What is being asked
Looking at the listing below, retype exactly the lines starting at the one containing "Some(axis) => axis.edges" and ending at the one containing "assert_eq!(t.n_axes(), 2);", both included, and nothing else.
☆ ☆ ☆ ☆
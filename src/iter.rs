use std::iter::FusedIterator;

use crate::node::Node;

/// A sorted iterator over the values of a [`Tree`][crate::Tree], created by
/// [`Tree::iter`][crate::Tree::iter].
///
/// Each step follows a single [`Node::next`] (or [`Node::previous`] from the
/// back), so the iterator holds two node references and a count, never a stack.
pub struct Iter<'a, T> {
    front: Option<&'a Node<T>>,
    back: Option<&'a Node<T>>,
    // Stops the two ends from walking past each other.
    remaining: usize,
}

impl<'a, T> Clone for Iter<'a, T> {
    fn clone(&self) -> Self {
        Self {
            front: self.front,
            back: self.back,
            remaining: self.remaining,
        }
    }
}

impl<'a, T> Iter<'a, T> {
    pub(crate) fn new(first: Option<&'a Node<T>>, last: Option<&'a Node<T>>, len: usize) -> Self {
        Self {
            front: first,
            back: last,
            remaining: len,
        }
    }
}

impl<'a, T> Iterator for Iter<'a, T> {
    type Item = &'a T;

    fn next(&mut self) -> Option<Self::Item> {
        if self.remaining == 0 {
            return None;
        }
        let node = self.front?;
        self.remaining -= 1;
        self.front = node.next();
        Some(node.value())
    }

    fn size_hint(&self) -> (usize, Option<usize>) {
        (self.remaining, Some(self.remaining))
    }
}

impl<'a, T> DoubleEndedIterator for Iter<'a, T> {
    fn next_back(&mut self) -> Option<Self::Item> {
        if self.remaining == 0 {
            return None;
        }
        let node = self.back?;
        self.remaining -= 1;
        self.back = node.previous();
        Some(node.value())
    }
}

impl<'a, T> ExactSizeIterator for Iter<'a, T> {}
impl<'a, T> FusedIterator for Iter<'a, T> {}
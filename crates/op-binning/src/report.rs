//! Most and least populated cells of a histogram.

use crate::histogram::NdHistogram;

/// Interval `[lo, hi)` of a cell along one axis.
#[derive(Debug, Clone, PartialEq, Eq)]
pub struct AxisInterval {
    /// Axis name.
    pub axis: String,
    /// Inclusive lower edge.
    pub lo: u64,
    /// Exclusive upper edge.
    pub hi: u64,
}

/// One cell with its location, count and fraction.
#[derive(Debug, Clone, PartialEq)]
pub struct CellReport {
    /// Multi-index in grid axis order.
    pub index: Vec<usize>,
    /// Interval per axis.
    pub intervals: Vec<AxisInterval>,
    /// Events in the cell.
    pub count: u64,
    /// `count / total`.
    pub fraction: f64,
}

fn cell_report(hist: &NdHistogram, flat: usize) -> CellReport {
    let index = hist.unravel(flat);
    let intervals = hist
        .axes()
        .iter()
        .zip(&index)
        .map(|(axis, &bin)| {
            let (lo, hi) = axis.interval(bin);
            AxisInterval { axis: axis.name.clone(), lo, hi }
        })
        .collect();
    let total = hist.total();
    let count = hist.counts()[flat];
    let fraction = if total == 0 { 0.0 } else { count as f64 / total as f64 };
    CellReport { index, intervals, count, fraction }
}

fn ranked(hist: &NdHistogram, n: usize, descending: bool) -> Vec<CellReport> {
    let counts = hist.counts();
    let mut order: Vec<usize> = (0..counts.len()).collect();
    // Stable sort keeps row-major order among equal counts.
    if descending {
        order.sort_by(|&a, &b| counts[b].cmp(&counts[a]));
    } else {
        order.sort_by_key(|&i| counts[i]);
    }
    order.into_iter().take(n).map(|flat| cell_report(hist, flat)).collect()
}

/// The `n` fullest cells, largest first.
pub fn top_cells(hist: &NdHistogram, n: usize) -> Vec<CellReport> {
    ranked(hist, n, true)
}

/// The `n` emptiest cells, smallest first.
pub fn bottom_cells(hist: &NdHistogram, n: usize) -> Vec<CellReport> {
    ranked(hist, n, false)
}
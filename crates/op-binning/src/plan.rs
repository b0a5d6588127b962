//! Per-axis binning configuration, validated once against a table's axes.

use std::collections::BTreeMap;

use op_core::{CountTable, Error, Result};

/// Bins per axis used when nothing else is requested.
pub const DEFAULT_BINS_PER_AXIS: usize = 4;

/// Which axes to grid and how many bins each gets.
#[derive(Debug, Clone, PartialEq, Eq)]
pub struct AxisPlanConfig {
    /// Axes left out of the grid entirely.
    pub ignore_axes: Vec<String>,
    /// Uniform bins-per-axis for axes without an override.
    pub bins_per_axis: usize,
    /// Per-axis bins; these axes are fixed during adaptive search.
    pub overrides: BTreeMap<String, usize>,
}

impl Default for AxisPlanConfig {
    fn default() -> Self {
        Self {
            ignore_axes: Vec::new(),
            bins_per_axis: DEFAULT_BINS_PER_AXIS,
            overrides: BTreeMap::new(),
        }
    }
}

/// Requested bin count for one gridded axis.
#[derive(Debug, Clone, PartialEq, Eq)]
pub struct AxisBins {
    /// Axis name.
    pub name: String,
    /// Requested number of bins (the boundary computer may produce fewer).
    pub n_bins: usize,
    /// Set by an explicit override.
    pub fixed: bool,
}

/// Validated, ordered list of gridded axes.
#[derive(Debug, Clone, PartialEq, Eq)]
pub struct AxisPlan {
    axes: Vec<AxisBins>,
}

impl AxisPlanConfig {
    /// Same configuration with a different uniform bin count.
    pub fn with_bins_per_axis(&self, bins_per_axis: usize) -> Self {
        Self { bins_per_axis, ..self.clone() }
    }

    /// Check the configuration against `table` and resolve it into a plan.
    ///
    /// Axes keep table order. Fails on unknown axis names, on an axis that is
    /// both ignored and overridden, and on bin counts below one.
    pub fn resolve(&self, table: &CountTable) -> Result<AxisPlan> {
        if self.bins_per_axis < 1 {
            return Err(Error::invalid_argument(format!(
                "bins per axis must be >= 1 (got {})",
                self.bins_per_axis
            )));
        }
        for axis in &self.ignore_axes {
            if !table.contains_axis(axis) {
                return Err(unknown_axis("ignore list", axis, table));
            }
        }
        for (axis, &bins) in &self.overrides {
            if !table.contains_axis(axis) {
                return Err(unknown_axis("bins-per-axis override", axis, table));
            }
            if self.ignore_axes.iter().any(|a| a == axis) {
                return Err(Error::invalid_argument(format!(
                    "axis '{axis}' is both ignored and overridden"
                )));
            }
            if bins < 1 {
                return Err(Error::invalid_argument(format!(
                    "override for '{axis}' must be >= 1 (got {bins})"
                )));
            }
        }

        let axes = table
            .axis_names()
            .filter(|name| !self.ignore_axes.iter().any(|a| a == name))
            .map(|name| {
                let fixed = self.overrides.get(name).copied();
                AxisBins {
                    name: name.to_string(),
                    n_bins: fixed.unwrap_or(self.bins_per_axis),
                    fixed: fixed.is_some(),
                }
            })
            .collect();
        Ok(AxisPlan { axes })
    }
}

fn unknown_axis(source: &str, axis: &str, table: &CountTable) -> Error {
    let known: Vec<&str> = table.axis_names().collect();
    Error::invalid_argument(format!(
        "unknown axis '{axis}' in {source}; known axes: {}",
        known.join(", ")
    ))
}

impl AxisPlan {
    /// Gridded axes in order.
    pub fn axes(&self) -> &[AxisBins] {
        &self.axes
    }

    /// Requested bins for `name`.
    pub fn bins(&self, name: &str) -> Option<usize> {
        self.axes.iter().find(|a| a.name == name).map(|a| a.n_bins)
    }

    /// Copy of the plan with axis `index` set to `n_bins`.
    pub fn with_bins(&self, index: usize, n_bins: usize) -> Self {
        let mut axes = self.axes.clone();
        axes[index].n_bins = n_bins;
        Self { axes }
    }

    /// `(axis, bins)` pairs, for reporting.
    pub fn bins_per_axis(&self) -> Vec<(String, usize)> {
        self.axes.iter().map(|a| (a.name.clone(), a.n_bins)).collect()
    }
}

/// Parse one `AXIS=INT` override entry.
pub fn parse_bins_override(entry: &str) -> Result<(String, usize)> {
    let Some((axis, value)) = entry.split_once('=') else {
        return Err(Error::invalid_argument(format!(
            "invalid bins-per-axis override '{entry}'; expected AXIS=INT"
        )));
    };
    if axis.is_empty() {
        return Err(Error::invalid_argument(format!(
            "invalid bins-per-axis override '{entry}'; axis cannot be empty"
        )));
    }
    let bins: i64 = value.trim().parse().map_err(|_| {
        Error::invalid_argument(format!(
            "invalid bins-per-axis override '{entry}'; bins must be an integer"
        ))
    })?;
    if bins < 1 {
        return Err(Error::invalid_argument(format!(
            "invalid bins-per-axis override '{entry}'; bins must be >= 1"
        )));
    }
    Ok((axis.to_string(), bins as usize))
}

/// Parse a list of `AXIS=INT` entries, rejecting duplicate axes.
pub fn parse_bins_overrides<S: AsRef<str>>(entries: &[S]) -> Result<BTreeMap<String, usize>> {
    let mut out = BTreeMap::new();
    for entry in entries {
        let (axis, bins) = parse_bins_override(entry.as_ref())?;
        if out.insert(axis.clone(), bins).is_some() {
            return Err(Error::invalid_argument(format!(
                "duplicate bins-per-axis override for axis '{axis}'"
            )));
        }
    }
    Ok(out)
}
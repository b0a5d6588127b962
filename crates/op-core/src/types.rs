//! Common data types for objpart

use std::collections::BTreeMap;

use crate::{Error, Result};

/// One named axis of per-event object counts.
#[derive(Debug, Clone, PartialEq, Eq)]
pub struct CountColumn {
    /// Axis name (e.g. `n_jets`).
    pub name: String,
    /// One non-negative count per event.
    pub values: Vec<u64>,
}

/// Per-event object counts, one column per axis.
///
/// Columns keep their insertion order, which fixes the axis order of every
/// histogram built from the table. All columns have the same length.
#[derive(Debug, Clone, Default, PartialEq, Eq)]
pub struct CountTable {
    columns: Vec<CountColumn>,
}

impl CountTable {
    /// Create an empty table (no axes, no rows).
    pub fn new() -> Self {
        Self { columns: Vec::new() }
    }

    /// Build a table from `(axis, values)` pairs.
    ///
    /// Fails if an axis name repeats or the columns have different lengths.
    pub fn from_columns<I, S>(columns: I) -> Result<Self>
    where
        I: IntoIterator<Item = (S, Vec<u64>)>,
        S: Into<String>,
    {
        let mut table = Self::new();
        for (name, values) in columns {
            table.push_column(name, values)?;
        }
        Ok(table)
    }

    /// Append a column.
    pub fn push_column(&mut self, name: impl Into<String>, values: Vec<u64>) -> Result<()> {
        let name = name.into();
        if name.is_empty() {
            return Err(Error::validation("axis name must be non-empty"));
        }
        if self.contains_axis(&name) {
            return Err(Error::validation(format!("duplicate axis '{name}'")));
        }
        if let Some(first) = self.columns.first()
            && first.values.len() != values.len()
        {
            return Err(Error::validation(format!(
                "axis '{name}' has {} rows, expected {} (axis '{}')",
                values.len(),
                first.values.len(),
                first.name
            )));
        }
        self.columns.push(CountColumn { name, values });
        Ok(())
    }

    /// Number of events (rows).
    pub fn n_rows(&self) -> usize {
        self.columns.first().map(|c| c.values.len()).unwrap_or(0)
    }

    /// Number of axes (columns).
    pub fn n_axes(&self) -> usize {
        self.columns.len()
    }

    /// `true` when the table has no rows.
    pub fn is_empty(&self) -> bool {
        self.n_rows() == 0
    }

    /// Axis names in table order.
    pub fn axis_names(&self) -> impl Iterator<Item = &str> {
        self.columns.iter().map(|c| c.name.as_str())
    }

    /// `true` if the table has a column named `name`.
    pub fn contains_axis(&self, name: &str) -> bool {
        self.columns.iter().any(|c| c.name == name)
    }

    /// Values of one axis.
    pub fn column(&self, name: &str) -> Option<&[u64]> {
        self.columns.iter().find(|c| c.name == name).map(|c| c.values.as_slice())
    }

    /// All columns in table order.
    pub fn columns(&self) -> &[CountColumn] {
        &self.columns
    }
}

/// Bin edges of one axis.
#[derive(Debug, Clone, PartialEq, Eq)]
pub struct AxisEdges {
    /// Axis name.
    pub name: String,
    /// Strictly increasing edges; bins are `[edges[i], edges[i + 1])`.
    pub edges: Vec<u64>,
}

/// Per-axis bin boundaries, in axis insertion order.
#[derive(Debug, Clone, Default, PartialEq, Eq)]
pub struct BinBoundaries {
    axes: Vec<AxisEdges>,
}

impl BinBoundaries {
    /// Create an empty boundary set.
    pub fn new() -> Self {
        Self { axes: Vec::new() }
    }

    /// Set the edges of `name`, keeping its position if it already exists.
    pub fn insert(&mut self, name: impl Into<String>, edges: Vec<u64>) {
        let name = name.into();
        match self.axes.iter_mut().find(|a| a.name == name) {
            Some(axis) => axis.edges = edges,
            None => self.axes.push(AxisEdges { name, edges }),
        }
    }

    /// Edges of one axis.
    pub fn get(&self, name: &str) -> Option<&[u64]> {
        self.axes.iter().find(|a| a.name == name).map(|a| a.edges.as_slice())
    }

    /// Number of bins on `name` (`edges - 1`), `None` for unknown or degenerate axes.
    pub fn n_bins(&self, name: &str) -> Option<usize> {
        self.get(name).and_then(|e| e.len().checked_sub(1))
    }

    /// `true` if `name` has edges.
    pub fn contains_axis(&self, name: &str) -> bool {
        self.axes.iter().any(|a| a.name == name)
    }

    /// Number of axes.
    pub fn len(&self) -> usize {
        self.axes.len()
    }

    /// `true` when no axis has been inserted.
    pub fn is_empty(&self) -> bool {
        self.axes.is_empty()
    }

    /// `(axis, edges)` pairs in insertion order.
    pub fn iter(&self) -> impl Iterator<Item = (&str, &[u64])> {
        self.axes.iter().map(|a| (a.name.as_str(), a.edges.as_slice()))
    }

    /// Sorted-key view used by the boundary document.
    pub fn to_map(&self) -> BTreeMap<String, Vec<u64>> {
        self.axes.iter().map(|a| (a.name.clone(), a.edges.clone())).collect()
    }

    /// Build from a sorted-key map (axis order = key order).
    pub fn from_map(map: BTreeMap<String, Vec<u64>>) -> Self {
        Self { axes: map.into_iter().map(|(name, edges)| AxisEdges { name, edges }).collect() }
    }
}

impl<S: Into<String>> FromIterator<(S, Vec<u64>)> for BinBoundaries {
    fn from_iter<T: IntoIterator<Item = (S, Vec<u64>)>>(iter: T) -> Self {
        let mut out = Self::new();
        for (name, edges) in iter {
            out.insert(name, edges);
        }
        out
    }
}

#[cfg(test)]
mod tests {
    use super::*;

    #[test]
    fn table_keeps_column_order() {
        let t = CountTable::from_columns([
            ("n_muons", vec![0, 1, 2]),
            ("n_electrons", vec![1, 0, 2]),
        ])
        .unwrap();
        assert_eq!(t.n_rows(), 3);
        assert_eq!(t.n_axes(), 2);
        assert_eq!(t.axis_names().collect::<Vec<_>>(), vec!["n_muons", "n_electrons"]);
        assert_eq!(t.column("n_electrons"), Some(&[1u64, 0, 2][..]));
        assert_eq!(t.column("n_jets"), None);
    }

    #[test]
    fn table_rejects_ragged_columns() {
        let err = CountTable::from_columns([("a", vec![0, 1]), ("b", vec![0])]).unwrap_err();
        assert!(matches!(err, Error::Validation(_)));
    }

    #[test]
    fn table_rejects_duplicate_axis() {
        let err = CountTable::from_columns([("a", vec![0]), ("a", vec![1])]).unwrap_err();
        assert!(err.to_string().contains("duplicate axis"));
    }

    #[test]
    fn empty_table_has_no_rows() {
        let t = CountTable::new();
        assert_eq!(t.n_rows(), 0);
        assert!(t.is_empty());
    }

    #[test]
    fn boundaries_insert_replaces_in_place() {
        let mut b = BinBoundaries::new();
        b.insert("z", vec![0, 1]);
        b.insert("a", vec![0, 2, 4]);
        b.insert("z", vec![0, 3, 5]);
        let names: Vec<&str> = b.iter().map(|(n, _)| n).collect();
        assert_eq!(names, vec!["z", "a"]);
        assert_eq!(b.get("z"), Some(&[0u64, 3, 5][..]));
        assert_eq!(b.n_bins("a"), Some(2));
    }

    #[test]
    fn boundaries_map_round_trip() {
        let b: BinBoundaries =
            [("n_muons", vec![0, 2, 5]), ("n_jets", vec![0, 1])].into_iter().collect();
        let map = b.to_map();
        let back = BinBoundaries::from_map(map);
        assert_eq!(back.get("n_muons"), b.get("n_muons"));
        assert_eq!(back.get("n_jets"), b.get("n_jets"));
        // Sorted-key order after the map round trip.
        assert_eq!(back.iter().next().map(|(n, _)| n), Some("n_jets"));
    }
}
☆ ☆ ☆ ☆
Output below
            Some(axis) => axis.edges = edges,
            None => self.axes.push(AxisEdges { name, edges }),
        }
    }

    /// Edges of one axis.
    pub fn get(&self, name: &str) -> Option<&[u64]> {
        self.axes.iter().find(|a| a.name == name).map(|a| a.edges.as_slice())
    }

    /// Number of bins on `name` (`edges - 1`), `None` for unknown or degenerate axes.
    pub fn n_bins(&self, name: &str) -> Option<usize> {
        self.get(name).and_then(|e| e.len().checked_sub(1))
    }

    /// `true` if `name` has edges.
    pub fn contains_axis(&self, name: &str) -> bool {
        self.axes.iter().any(|a| a.name == name)
    }

    /// Number of axes.
    pub fn len(&self) -> usize {
        self.axes.len()
    }

    /// `true` when no axis has been inserted.
    pub fn is_empty(&self) -> bool {
        self.axes.is_empty()
    }

    /// `(axis, edges)` pairs in insertion order.
    pub fn iter(&self) -> impl Iterator<Item = (&str, &[u64])> {
        self.axes.iter().map(|a| (a.name.as_str(), a.edges.as_slice()))
    }

    /// Sorted-key view used by the boundary document.
    pub fn to_map(&self) -> BTreeMap<String, Vec<u64>> {
        self.axes.iter().map(|a| (a.name.clone(), a.edges.clone())).collect()
    }

    /// Build from a sorted-key map (axis order = key order).
    pub fn from_map(map: BTreeMap<String, Vec<u64>>) -> Self {
        Self { axes: map.into_iter().map(|(name, edges)| AxisEdges { name, edges }).collect() }
    }
}

impl<S: Into<String>> FromIterator<(S, Vec<u64>)> for BinBoundaries {
    fn from_iter<T: IntoIterator<Item = (S, Vec<u64>)>>(iter: T) -> Self {
        let mut out = Self::new();
        for (name, edges) in iter {
            out.insert(name, edges);
        }
        out
    }
}

#[cfg(test)]
mod tests {
    use super::*;

    #[test]
    fn table_keeps_column_order() {
        let t = CountTable::from_columns([
            ("n_muons", vec![0, 1, 2]),
            ("n_electrons", vec![1, 0, 2]),
        ])
        .unwrap();
        assert_eq!(t.n_rows(), 3);
        assert_eq!(t.n_axes(), 2);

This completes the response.